ACTIVITY
Would you set down every entry again, exactly as written?

DATA SUPPLIED

+ + +

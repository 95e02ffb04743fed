// Template fetchers - per-scheme strategies for retrieving template text

use crate::template::embedded::{default_templates, DEFAULT_BUNDLE_NAME};
use crate::NagError;
use async_trait::async_trait;
use std::collections::HashMap;
use std::time::Duration;
use url::Url;

/// Fetch strategy for one locator scheme.
///
/// New schemes are added by registering another fetcher on the resolver;
/// unmatched schemes fall through to the HTTP fetcher.
#[async_trait]
pub trait TemplateFetcher: Send + Sync {
    /// The locator scheme this fetcher serves
    fn scheme(&self) -> &'static str;

    /// Fetch the template text the locator points at
    async fn fetch(&self, locator: &Url) -> Result<String, NagError>;
}

/// Serves `embedded://` locators from compiled-in template bundles.
///
/// The authority selects the bundle: empty or "self" is the default
/// bundle; any other authority must name a registered bundle. The path
/// (leading separators trimmed) is the resource key.
pub struct EmbeddedFetcher {
    bundles: HashMap<&'static str, &'static [(&'static str, &'static str)]>,
}

impl EmbeddedFetcher {
    pub fn new() -> Self {
        let mut bundles = HashMap::new();
        bundles.insert(DEFAULT_BUNDLE_NAME, default_templates());
        Self { bundles }
    }

    /// Register an additional named bundle
    pub fn with_bundle(
        mut self,
        name: &'static str,
        entries: &'static [(&'static str, &'static str)],
    ) -> Self {
        self.bundles.insert(name, entries);
        self
    }
}

impl Default for EmbeddedFetcher {
    fn default() -> Self {
        Self::new()
    }
}

#[async_trait]
impl TemplateFetcher for EmbeddedFetcher {
    fn scheme(&self) -> &'static str {
        "embedded"
    }

    async fn fetch(&self, locator: &Url) -> Result<String, NagError> {
        let authority = locator.host_str().unwrap_or("");
        let bundle_name = match authority {
            "" | "self" => DEFAULT_BUNDLE_NAME,
            other => other,
        };
        let key = locator.path().trim_start_matches('/');

        let not_found = || NagError::ResourceNotFound {
            bundle: authority.to_string(),
            key: key.to_string(),
        };

        self.bundles
            .get(bundle_name)
            .and_then(|entries| entries.iter().find(|(entry_key, _)| *entry_key == key))
            .map(|(_, content)| content.to_string())
            .ok_or_else(not_found)
    }
}

/// Serves `s3://bucket/key` locators from object storage.
pub struct S3Fetcher {
    client: aws_sdk_s3::Client,
}

impl S3Fetcher {
    pub fn new(client: aws_sdk_s3::Client) -> Self {
        Self { client }
    }
}

#[async_trait]
impl TemplateFetcher for S3Fetcher {
    fn scheme(&self) -> &'static str {
        "s3"
    }

    async fn fetch(&self, locator: &Url) -> Result<String, NagError> {
        let bucket = locator
            .host_str()
            .filter(|b| !b.is_empty())
            .ok_or_else(|| NagError::StorageFetch {
                bucket: String::new(),
                key: locator.path().to_string(),
                detail: "locator has no bucket".to_string(),
            })?
            .to_string();
        let key = locator.path().trim_start_matches('/').to_string();

        let storage_err = |detail: String| NagError::StorageFetch {
            bucket: bucket.clone(),
            key: key.clone(),
            detail,
        };

        let object = self
            .client
            .get_object()
            .bucket(bucket.as_str())
            .key(key.as_str())
            .send()
            .await
            .map_err(|e| storage_err(e.to_string()))?;

        let bytes = object
            .body
            .collect()
            .await
            .map_err(|e| storage_err(e.to_string()))?
            .into_bytes();

        String::from_utf8(bytes.to_vec()).map_err(|e| storage_err(e.to_string()))
    }
}

/// Serves `http(s)://` locators with a plain GET; also the fallback for
/// any scheme no other fetcher claims.
pub struct HttpFetcher {
    client: reqwest::Client,
}

impl HttpFetcher {
    pub fn new() -> Self {
        Self {
            client: reqwest::Client::builder()
                .timeout(Duration::from_secs(30))
                .build()
                .unwrap_or_else(|_| reqwest::Client::new()),
        }
    }
}

impl Default for HttpFetcher {
    fn default() -> Self {
        Self::new()
    }
}

#[async_trait]
impl TemplateFetcher for HttpFetcher {
    fn scheme(&self) -> &'static str {
        "http"
    }

    async fn fetch(&self, locator: &Url) -> Result<String, NagError> {
        let network_err = |detail: String| NagError::NetworkFetch {
            url: locator.to_string(),
            detail,
        };

        let response = self
            .client
            .get(locator.as_str())
            .send()
            .await
            .map_err(|e| network_err(e.to_string()))?;

        if !response.status().is_success() {
            return Err(network_err(format!("status {}", response.status())));
        }

        response.text().await.map_err(|e| network_err(e.to_string()))
    }
}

+ + +

RESULT BELOW
repository 95e02ffb04743fed
// Template fetchers - per-scheme strategies for retrieving template text

use crate::template::embedded::{default_templates, DEFAULT_BUNDLE_NAME};
use crate::NagError;
use async_trait::async_trait;
use std::collections::HashMap;
use std::time::Duration;
use url::Url;

/// Fetch strategy for one locator scheme.
///
/// New schemes are added by registering another fetcher on the resolver;
/// unmatched schemes fall through to the HTTP fetcher.
#[async_trait]
pub trait TemplateFetcher: Send + Sync {
    /// The locator scheme this fetcher serves
    fn scheme(&self) -> &'static str;

    /// Fetch the template text the locator points at
    async fn fetch(&self, locator: &Url) -> Result<String, NagError>;
}

/// Serves `embedded://` locators from compiled-in template bundles.
///
/// The authority selects the bundle: empty or "self" is the default
/// bundle; any other authority must name a registered bundle. The path
/// (leading separators trimmed) is the resource key.
pub struct EmbeddedFetcher {
    bundles: HashMap<&'static str, &'static [(&'static str, &'static str)]>,
}

impl EmbeddedFetcher {
    pub fn new() -> Self {
        let mut bundles = HashMap::new();
        bundles.insert(DEFAULT_BUNDLE_NAME, default_templates());
        Self { bundles }
    }

    /// Register an additional named bundle
    pub fn with_bundle(
        mut self,
        name: &'static str,
        entries: &'static [(&'static str, &'static str)],
    ) -> Self {
        self.bundles.insert(name, entries);
        self
    }
}

impl Default for EmbeddedFetcher {
    fn default() -> Self {
        Self::new()
    }
}

#[async_trait]
impl TemplateFetcher for EmbeddedFetcher {
    fn scheme(&self) -> &'static str {
        "embedded"
    }

    async fn fetch(&self, locator: &Url) -> Result<String, NagError> {
        let authority = locator.host_str().unwrap_or("");
        let bundle_name = match authority {
            "" | "self" => DEFAULT_BUNDLE_NAME,
            other => other,
        };
        let key = locator.path().trim_start_matches('/');

        let not_found = || NagError::ResourceNotFound {
            bundle: authority.to_string(),
            key: key.to_string(),
        };

        self.bundles
            .get(bundle_name)
            .and_then(|entries| entries.iter().find(|(entry_key, _)| *entry_key == key))
            .map(|(_, content)| content.to_string())
            .ok_or_else(not_found)
    }
}

/// Serves `s3://bucket/key` locators from object storage.
pub struct S3Fetcher {
    client: aws_sdk_s3::Client,
}

impl S3Fetcher {
    pub fn new(client: aws_sdk_s3::Client) -> Self {
        Self { client }
    }
}

#[async_trait]
impl TemplateFetcher for S3Fetcher {
    fn scheme(&self) -> &'static str {
        "s3"
    }

    async fn fetch(&self, locator: &Url) -> Result<String, NagError> {
        let bucket = locator
            .host_str()
            .filter(|b| !b.is_empty())
            .ok_or_else(|| NagError::StorageFetch {
                bucket: String::new(),
                key: locator.path().to_string(),
                detail: "locator has no bucket".to_string(),
            })?
            .to_string();
        let key = locator.path().trim_start_matches('/').to_string();

        let storage_err = |detail: String| NagError::StorageFetch {
            bucket: bucket.clone(),
            key: key.clone(),
            detail,
        };

        let object = self
            .client
            .get_object()
            .bucket(bucket.as_str())
            .key(key.as_str())
            .send()
            .await
            .map_err(|e| storage_err(e.to_string()))?;

        let bytes = object
            .body
            .collect()
            .await
            .map_err(|e| storage_err(e.to_string()))?
            .into_bytes();

        String::from_utf8(bytes.to_vec()).map_err(|e| storage_err(e.to_string()))
    }
}

/// Serves `http(s)://` locators with a plain GET; also the fallback for
/// any scheme no other fetcher claims.
pub struct HttpFetcher {
    client: reqwest::Client,
}

impl HttpFetcher {
    pub fn new() -> Self {
        Self {
            client: reqwest::Client::builder()
                .timeout(Duration::from_secs(30))
                .build()
                .unwrap_or_else(|_| reqwest::Client::new()),
        }
    }
}

impl Default for HttpFetcher {
    fn default() -> Self {
        Self::new()
    }
}

#[async_trait]
impl TemplateFetcher for HttpFetcher {
    fn scheme(&self) -> &'static str {
        "http"
    }

    async fn fetch(&self, locator: &Url) -> Result<String, NagError> {
        let network_err = |detail: String| NagError::NetworkFetch {
            url: locator.to_string(),
            detail,
        };

        let response = self
            .client
            .get(locator.as_str())
            .send()
            .await
            .map_err(|e| network_err(e.to_string()))?;

        if !response.status().is_success() {
            return Err(network_err(format!("status {}", response.status())));
        }

        response.text().await.map_err(|e| network_err(e.to_string()))
    }
}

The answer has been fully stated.